State taxes include: Property taxes, stamp duty, residential properties: 1.4 percent on first $25,000, then escalating rates up to 6.5 per cent on amounts over $960,000. Land tax: Progressive rates from 0.2 percent to 2.55 per cent on total taxable land value above $300,000 threshold; council rates: around $4000; Payroll tax: 5.23 percent on wages above $900,000 threshold; Motor vehicle registration: $800 annually for standard passenger vehicles; and Insurance taxes: insurance duty: currently 10 per cent.
Other Victorian charges are: Fire Services Property Levy (FSPL): annual levy on most properties for fire services funding: Metropolitan Improvement Levy: 0.125 per cent of capital improved value on metropolitan properties; and Congestion Levy: on non-residential car parking spaces in Melbourne CBD and surrounds.
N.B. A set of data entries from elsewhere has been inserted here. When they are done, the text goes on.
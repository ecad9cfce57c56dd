//! Consumer threads with naming and CPU pinning
//!
//! [`ThreadBuilder`] spawns a named thread, optionally pinned to one core, and
//! returns a [`ManagedThread`] that yields the closure's result on `join`.
//! [`ThreadBuilder::spawn_processor`] is the usual entry point: it runs a
//! [`BatchEventProcessor`] loop and hands back its handler once the loop ends.

use crate::disruptor::{BatchEventProcessor, EventHandler, Result, SequenceBarrier};
use core_affinity::CoreId;
use std::thread::{self, JoinHandle};
use tracing::{debug, warn};

/// Name and affinity for the next spawned thread
#[derive(Debug, Clone, Default)]
pub struct ThreadContext {
    affinity: Option<CoreId>,
    name: Option<String>,
    id: usize,
}

impl ThreadContext {
    pub fn new() -> Self {
        Self::default()
    }

    /// Request pinning to `core_id`
    ///
    /// Unknown cores are only reported; the thread then runs unpinned.
    pub fn pin_at_core(mut self, core_id: usize) -> Self {
        if !get_available_cores().contains(&core_id) {
            warn!(core_id, "requested CPU core is not available, thread will not be pinned");
        }
        self.affinity = Some(CoreId { id: core_id });
        self
    }

    pub fn thread_name<S: Into<String>>(mut self, name: S) -> Self {
        self.name = Some(name.into());
        self
    }

    /// Take the configured name, or generate `consumer-<n>`
    pub(crate) fn get_name(&mut self) -> String {
        self.name.take().unwrap_or_else(|| {
            self.id += 1;
            format!("consumer-{id}", id = self.id)
        })
    }

    pub(crate) fn get_affinity(&mut self) -> Option<CoreId> {
        self.affinity.take()
    }
}

/// A spawned thread whose result is collected by [`join`](Self::join)
///
/// Dropping it joins the thread and discards the result.
pub struct ManagedThread<R = ()> {
    join_handle: Option<JoinHandle<R>>,
    thread_name: String,
}

impl<R> ManagedThread<R> {
    pub(crate) fn new(join_handle: JoinHandle<R>, thread_name: String) -> Self {
        Self {
            join_handle: Some(join_handle),
            thread_name,
        }
    }

    pub fn thread_name(&self) -> &str {
        &self.thread_name
    }

    /// Wait for the thread and return what its closure returned
    ///
    /// # Errors
    /// Returns the panic payload if the thread panicked
    pub fn join(mut self) -> thread::Result<R> {
        match self.join_handle.take() {
            Some(handle) => handle.join(),
            None => Err(Box::new("thread already joined")),
        }
    }

    pub fn is_running(&self) -> bool {
        self.join_handle.as_ref().is_some_and(|h| !h.is_finished())
    }
}

impl<R> Drop for ManagedThread<R> {
    fn drop(&mut self) {
        if let Some(handle) = self.join_handle.take() {
            if handle.join().is_err() {
                warn!(thread = %self.thread_name, "managed thread panicked");
            }
        }
    }
}

impl<R> std::fmt::Debug for ManagedThread<R> {
    fn fmt(&self, f: &mut std::fmt::Formatter<'_>) -> std::fmt::Result {
        f.debug_struct("ManagedThread")
            .field("thread_name", &self.thread_name)
            .field("is_running", &self.is_running())
            .finish()
    }
}

/// Builder for consumer threads
#[derive(Debug, Default)]
pub struct ThreadBuilder {
    context: ThreadContext,
}

impl ThreadBuilder {
    pub fn new() -> Self {
        Self::default()
    }

    /// Pin the thread to `core_id`; best effort
    pub fn pin_at_core(mut self, core_id: usize) -> Self {
        self.context = self.context.pin_at_core(core_id);
        self
    }

    pub fn thread_name<S: Into<String>>(mut self, name: S) -> Self {
        self.context = self.context.thread_name(name);
        self
    }

    /// Spawn `f` on a new thread with the configured name and affinity
    ///
    /// # Errors
    /// Returns the OS error if the thread could not be created
    pub fn spawn<F, R>(mut self, f: F) -> std::io::Result<ManagedThread<R>>
    where
        F: FnOnce() -> R + Send + 'static,
        R: Send + 'static,
    {
        let thread_name = self.context.get_name();
        let affinity = self.context.get_affinity();

        let name = thread_name.clone();
        let join_handle = thread::Builder::new()
            .name(thread_name.clone())
            .spawn(move || {
                set_affinity_if_defined(affinity, &name);
                f()
            })?;

        Ok(ManagedThread::new(join_handle, thread_name))
    }

    /// Run `processor` on a new thread until it is halted or its handler fails
    ///
    /// Joining yields the processor's run result together with the handler, so
    /// state accumulated by the handler can be inspected afterwards.
    pub fn spawn_processor<T, B, H>(
        self,
        mut processor: BatchEventProcessor<T, B, H>,
    ) -> std::io::Result<ManagedThread<(Result<()>, H)>>
    where
        T: Send + Sync + 'static,
        B: SequenceBarrier + 'static,
        H: EventHandler<T> + 'static,
    {
        self.spawn(move || {
            let outcome = processor.run();
            (outcome, processor.into_handler())
        })
    }
}

fn set_affinity_if_defined(affinity: Option<CoreId>, thread_name: &str) {
    if let Some(core_id) = affinity {
        if core_affinity::set_for_current(core_id) {
            debug!(thread = thread_name, core_id = core_id.id, "thread pinned");
        } else {
            warn!(thread = thread_name, core_id = core_id.id, "could not pin thread");
        }
    }
}

/// IDs of the CPU cores this process may run on
pub fn get_available_cores() -> Vec<usize> {
    core_affinity::get_core_ids()
        .unwrap_or_default()
        .iter()
        .map(|core| core.id)
        .collect()
}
I am sure I have missed out on some, but my point is there is not much left after you finish your job and put your feet up for the weekend. In fact it makes one question what it is we are paying for, sure infrastructure is one thing, but there isn’t a lot of new infrastructure in our part of the world. And when I go down to Melbourne I still get stung to use the infrastructure with parking and tolls.
I am always happy to pay my bit to live in a civilised world, but these days my bit seems bigger, while the world is not all that civilised.